Task requirements:
Each line below has to be set down again exactly.

Source data:
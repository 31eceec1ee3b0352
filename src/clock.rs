//! Clock abstraction.
//!
//! All engine components read the current time through [`Clock`] so tests
//! can pin it. Production code uses [`SystemClock`].

use chrono::{DateTime, Utc};
use std::sync::Mutex;

/// Source of the current UTC instant.
pub trait Clock: Send + Sync {
    /// Returns the current UTC time.
    fn now_utc(&self) -> DateTime<Utc>;
}

/// Wall-clock time via `chrono`.
#[derive(Debug, Clone, Copy, Default)]
pub struct SystemClock;

impl Clock for SystemClock {
    fn now_utc(&self) -> DateTime<Utc> {
        Utc::now()
    }
}

/// A clock that only moves when told to. For tests and simulations.
#[derive(Debug)]
pub struct ManualClock {
    now: Mutex<DateTime<Utc>>,
}

impl ManualClock {
    /// Create a clock pinned to `now`.
    pub fn new(now: DateTime<Utc>) -> Self {
        Self { now: Mutex::new(now) }
    }

    /// Move the clock to `now`.
    pub fn set(&self, now: DateTime<Utc>) {
        *self.now.lock().unwrap_or_else(std::sync::PoisonError::into_inner) = now;
    }
}

impl Clock for ManualClock {
    fn now_utc(&self) -> DateTime<Utc> {
        *self.now.lock().unwrap_or_else(std::sync::PoisonError::into_inner)
    }
}
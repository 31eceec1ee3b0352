//! Per-appointment waiter tasks.
//!
//! Each scheduled appointment gets one cooperative tokio task that sleeps
//! through its message sequence in fire-time order. Waits are chunked so a
//! yearly recurrence never relies on a single multi-month sleep, and
//! cancellation is re-checked between chunks, before each wait, and before
//! each delivery.

use super::{DestinationResolver, Localizer, MessageKind, NotificationSink, ScheduledMessage};
use crate::clock::Clock;
use std::sync::Arc;
use std::time::Duration;
use tokio_util::sync::CancellationToken;
use tokio_util::task::TaskTracker;
use tracing::{debug, warn};

/// Longest single sleep before remaining time and cancellation are
/// re-evaluated.
const MAX_SLEEP_CHUNK: Duration = Duration::from_secs(24 * 60 * 60);

/// Callback type invoked after the deadline message of a sequence fires.
///
/// Never invoked for a cancelled waiter.
pub type CompletionAction = Box<dyn FnOnce() + Send + 'static>;

/// Cancellation handle for one live waiter.
#[derive(Debug)]
pub struct WaiterHandle {
    token: CancellationToken,
}

impl WaiterHandle {
    /// Abort the remaining sequence. Safe to call while the waiter is
    /// mid-wait or mid-delivery; nothing further is delivered.
    pub fn cancel(&self) {
        self.token.cancel();
    }

    /// Returns `true` once [`WaiterHandle::cancel`] has been called.
    pub fn is_cancelled(&self) -> bool {
        self.token.is_cancelled()
    }
}

/// Schedules cancellable notification sequences on the shared runtime.
pub struct Notifier {
    sink: Arc<dyn NotificationSink>,
    localizer: Arc<dyn Localizer>,
    resolver: Arc<dyn DestinationResolver>,
    clock: Arc<dyn Clock>,
    tracker: TaskTracker,
    max_sleep_chunk: Duration,
}

impl Notifier {
    /// Create a notifier over the given delivery collaborators.
    pub fn new(
        sink: Arc<dyn NotificationSink>,
        localizer: Arc<dyn Localizer>,
        resolver: Arc<dyn DestinationResolver>,
        clock: Arc<dyn Clock>,
    ) -> Self {
        Self {
            sink,
            localizer,
            resolver,
            clock,
            tracker: TaskTracker::new(),
            max_sleep_chunk: MAX_SLEEP_CHUNK,
        }
    }

    /// Override the maximum single-sleep chunk.
    pub fn with_max_sleep_chunk(mut self, chunk: Duration) -> Self {
        self.max_sleep_chunk = chunk.max(Duration::from_millis(1));
        self
    }

    /// Start a waiter for `messages`, delivered to `community`'s channel in
    /// ascending fire-time order. `on_complete` runs after the final
    /// message unless the waiter is cancelled first.
    ///
    /// Must be called from within a tokio runtime.
    pub fn schedule(
        &self,
        community: &str,
        mut messages: Vec<ScheduledMessage>,
        on_complete: CompletionAction,
    ) -> WaiterHandle {
        messages.sort_by_key(|m| m.fire_at);
        let token = CancellationToken::new();

        let task = SequenceTask {
            sink: Arc::clone(&self.sink),
            localizer: Arc::clone(&self.localizer),
            resolver: Arc::clone(&self.resolver),
            clock: Arc::clone(&self.clock),
            community: community.to_owned(),
            token: token.clone(),
            max_sleep_chunk: self.max_sleep_chunk,
        };
        self.tracker.spawn(task.run(messages, on_complete));

        WaiterHandle { token }
    }

    /// Wait for every spawned waiter to finish. Terminal: no further
    /// sequences should be scheduled afterwards.
    pub async fn drain(&self) {
        self.tracker.close();
        self.tracker.wait().await;
    }
}

/// State shared by one waiter task.
struct SequenceTask {
    sink: Arc<dyn NotificationSink>,
    localizer: Arc<dyn Localizer>,
    resolver: Arc<dyn DestinationResolver>,
    clock: Arc<dyn Clock>,
    community: String,
    token: CancellationToken,
    max_sleep_chunk: Duration,
}

impl SequenceTask {
    async fn run(self, messages: Vec<ScheduledMessage>, on_complete: CompletionAction) {
        for message in messages {
            if self.token.is_cancelled() {
                debug!("waiter for {} cancelled, dropping sequence", self.community);
                return;
            }

            let now = self.clock.now_utc();
            if message.fire_at <= now {
                if message.kind == MessageKind::Reminder {
                    // Overdue reminders carry no value and must not flood
                    // the channel after restart recovery.
                    debug!(
                        "skipping overdue reminder for {} (was due {})",
                        self.community, message.fire_at
                    );
                    continue;
                }
            } else if self.wait_until(message.fire_at).await {
                debug!("waiter for {} cancelled mid-wait", self.community);
                return;
            }

            if self.token.is_cancelled() {
                return;
            }
            self.deliver(&message).await;
        }

        if self.token.is_cancelled() {
            return;
        }
        on_complete();
    }

    /// Sleep until `fire_at` in bounded chunks. Returns `true` when the
    /// waiter was cancelled during the wait.
    async fn wait_until(&self, fire_at: chrono::DateTime<chrono::Utc>) -> bool {
        loop {
            let now = self.clock.now_utc();
            let Ok(remaining) = (fire_at - now).to_std() else {
                return false;
            };
            if remaining.is_zero() {
                return false;
            }

            let chunk = remaining.min(self.max_sleep_chunk);
            tokio::select! {
                _ = self.token.cancelled() => return true,
                _ = tokio::time::sleep(chunk) => {}
            }
        }
    }

    /// Best-effort delivery of one message; failures are logged and the
    /// sequence continues.
    async fn deliver(&self, message: &ScheduledMessage) {
        let Some(channel) = self.resolver.resolve(&self.community) else {
            warn!(
                "no notification channel configured for {}, dropping '{}'",
                self.community, message.key
            );
            return;
        };

        let rendered = self.localizer.render(&message.key, &message.context);
        if let Err(e) = self.sink.deliver(&channel, &rendered).await {
            warn!("cannot deliver '{}' to {channel}: {e}", message.key);
        }
    }
}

Solution to this exercise:
repository 31eceec1ee3b0352
filename src/clock.rs
//! Clock abstraction.
//!
//! All engine components read the current time through [`Clock`] so tests
//! can pin it. Production code uses [`SystemClock`].

use chrono::{DateTime, Utc};
use std::sync::Mutex;

/// Source of the current UTC instant.
pub trait Clock: Send + Sync {
    /// Returns the current UTC time.
    fn now_utc(&self) -> DateTime<Utc>;
}

/// Wall-clock time via `chrono`.
#[derive(Debug, Clone, Copy, Default)]
pub struct SystemClock;

impl Clock for SystemClock {
    fn now_utc(&self) -> DateTime<Utc> {
        Utc::now()
    }
}

/// A clock that only moves when told to. For tests and simulations.
#[derive(Debug)]
pub struct ManualClock {
    now: Mutex<DateTime<Utc>>,
}

impl ManualClock {
    /// Create a clock pinned to `now`.
    pub fn new(now: DateTime<Utc>) -> Self {
        Self { now: Mutex::new(now) }
    }

    /// Move the clock to `now`.
    pub fn set(&self, now: DateTime<Utc>) {
        *self.now.lock().unwrap_or_else(std::sync::PoisonError::into_inner) = now;
    }
}

impl Clock for ManualClock {
    fn now_utc(&self) -> DateTime<Utc> {
        *self.now.lock().unwrap_or_else(std::sync::PoisonError::into_inner)
    }
}
repository 31eceec1ee3b0352
//! Per-appointment waiter tasks.
//!
//! Each scheduled appointment gets one cooperative tokio task that sleeps
//! through its message sequence in fire-time order. Waits are chunked so a
//! yearly recurrence never relies on a single multi-month sleep, and
//! cancellation is re-checked between chunks, before each wait, and before
//! each delivery.

use super::{DestinationResolver, Localizer, MessageKind, NotificationSink, ScheduledMessage};
use crate::clock::Clock;
use std::sync::Arc;
use std::time::Duration;
use tokio_util::sync::CancellationToken;
use tokio_util::task::TaskTracker;
use tracing::{debug, warn};

/// Longest single sleep before remaining time and cancellation are
/// re-evaluated.
const MAX_SLEEP_CHUNK: Duration = Duration::from_secs(24 * 60 * 60);

/// Callback type invoked after the deadline message of a sequence fires.
///
/// Never invoked for a cancelled waiter.
pub type CompletionAction = Box<dyn FnOnce() + Send + 'static>;

/// Cancellation handle for one live waiter.
#[derive(Debug)]
pub struct WaiterHandle {
    token: CancellationToken,
}

impl WaiterHandle {
    /// Abort the remaining sequence. Safe to call while the waiter is
    /// mid-wait or mid-delivery; nothing further is delivered.
    pub fn cancel(&self) {
        self.token.cancel();
    }

    /// Returns `true` once [`WaiterHandle::cancel`] has been called.
    pub fn is_cancelled(&self) -> bool {
        self.token.is_cancelled()
    }
}

/// Schedules cancellable notification sequences on the shared runtime.
pub struct Notifier {
    sink: Arc<dyn NotificationSink>,
    localizer: Arc<dyn Localizer>,
    resolver: Arc<dyn DestinationResolver>,
    clock: Arc<dyn Clock>,
    tracker: TaskTracker,
    max_sleep_chunk: Duration,
}

impl Notifier {
    /// Create a notifier over the given delivery collaborators.
    pub fn new(
        sink: Arc<dyn NotificationSink>,
        localizer: Arc<dyn Localizer>,
        resolver: Arc<dyn DestinationResolver>,
        clock: Arc<dyn Clock>,
    ) -> Self {
        Self {
            sink,
            localizer,
            resolver,
            clock,
            tracker: TaskTracker::new(),
            max_sleep_chunk: MAX_SLEEP_CHUNK,
        }
    }

    /// Override the maximum single-sleep chunk.
    pub fn with_max_sleep_chunk(mut self, chunk: Duration) -> Self {
        self.max_sleep_chunk = chunk.max(Duration::from_millis(1));
        self
    }

    /// Start a waiter for `messages`, delivered to `community`'s channel in
    /// ascending fire-time order. `on_complete` runs after the final
    /// message unless the waiter is cancelled first.
    ///
    /// Must be called from within a tokio runtime.
    pub fn schedule(
        &self,
        community: &str,
        mut messages: Vec<ScheduledMessage>,
        on_complete: CompletionAction,
    ) -> WaiterHandle {
        messages.sort_by_key(|m| m.fire_at);
        let token = CancellationToken::new();

        let task = SequenceTask {
            sink: Arc::clone(&self.sink),
            localizer: Arc::clone(&self.localizer),
            resolver: Arc::clone(&self.resolver),
            clock: Arc::clone(&self.clock),
            community: community.to_owned(),
            token: token.clone(),
            max_sleep_chunk: self.max_sleep_chunk,
        };
        self.tracker.spawn(task.run(messages, on_complete));

        WaiterHandle { token }
    }

    /// Wait for every spawned waiter to finish. Terminal: no further
    /// sequences should be scheduled afterwards.
    pub async fn drain(&self) {
        self.tracker.close();
        self.tracker.wait().await;
    }
}

/// State shared by one waiter task.
struct SequenceTask {
    sink: Arc<dyn NotificationSink>,
    localizer: Arc<dyn Localizer>,
    resolver: Arc<dyn DestinationResolver>,
    clock: Arc<dyn Clock>,
    community: String,
    token: CancellationToken,
    max_sleep_chunk: Duration,
}

impl SequenceTask {
    async fn run(self, messages: Vec<ScheduledMessage>, on_complete: CompletionAction) {
        for message in messages {
            if self.token.is_cancelled() {
                debug!("waiter for {} cancelled, dropping sequence", self.community);
                return;
            }

            let now = self.clock.now_utc();
            if message.fire_at <= now {
                if message.kind == MessageKind::Reminder {
                    // Overdue reminders carry no value and must not flood
                    // the channel after restart recovery.
                    debug!(
                        "skipping overdue reminder for {} (was due {})",
                        self.community, message.fire_at
                    );
                    continue;
                }
            } else if self.wait_until(message.fire_at).await {
                debug!("waiter for {} cancelled mid-wait", self.community);
                return;
            }

            if self.token.is_cancelled() {
                return;
            }
            self.deliver(&message).await;
        }

        if self.token.is_cancelled() {
            return;
        }
        on_complete();
    }

    /// Sleep until `fire_at` in bounded chunks. Returns `true` when the
    /// waiter was cancelled during the wait.
    async fn wait_until(&self, fire_at: chrono::DateTime<chrono::Utc>) -> bool {
        loop {
            let now = self.clock.now_utc();
            let Ok(remaining) = (fire_at - now).to_std() else {
                return false;
            };
            if remaining.is_zero() {
                return false;
            }

            let chunk = remaining.min(self.max_sleep_chunk);
            tokio::select! {
                _ = self.token.cancelled() => return true,
                _ = tokio::time::sleep(chunk) => {}
            }
        }
    }

    /// Best-effort delivery of one message; failures are logged and the
    /// sequence continues.
    async fn deliver(&self, message: &ScheduledMessage) {
        let Some(channel) = self.resolver.resolve(&self.community) else {
            warn!(
                "no notification channel configured for {}, dropping '{}'",
                self.community, message.key
            );
            return;
        };

        let rendered = self.localizer.render(&message.key, &message.context);
        if let Err(e) = self.sink.deliver(&channel, &rendered).await {
            warn!("cannot deliver '{}' to {channel}: {e}", message.key);
        }
    }
}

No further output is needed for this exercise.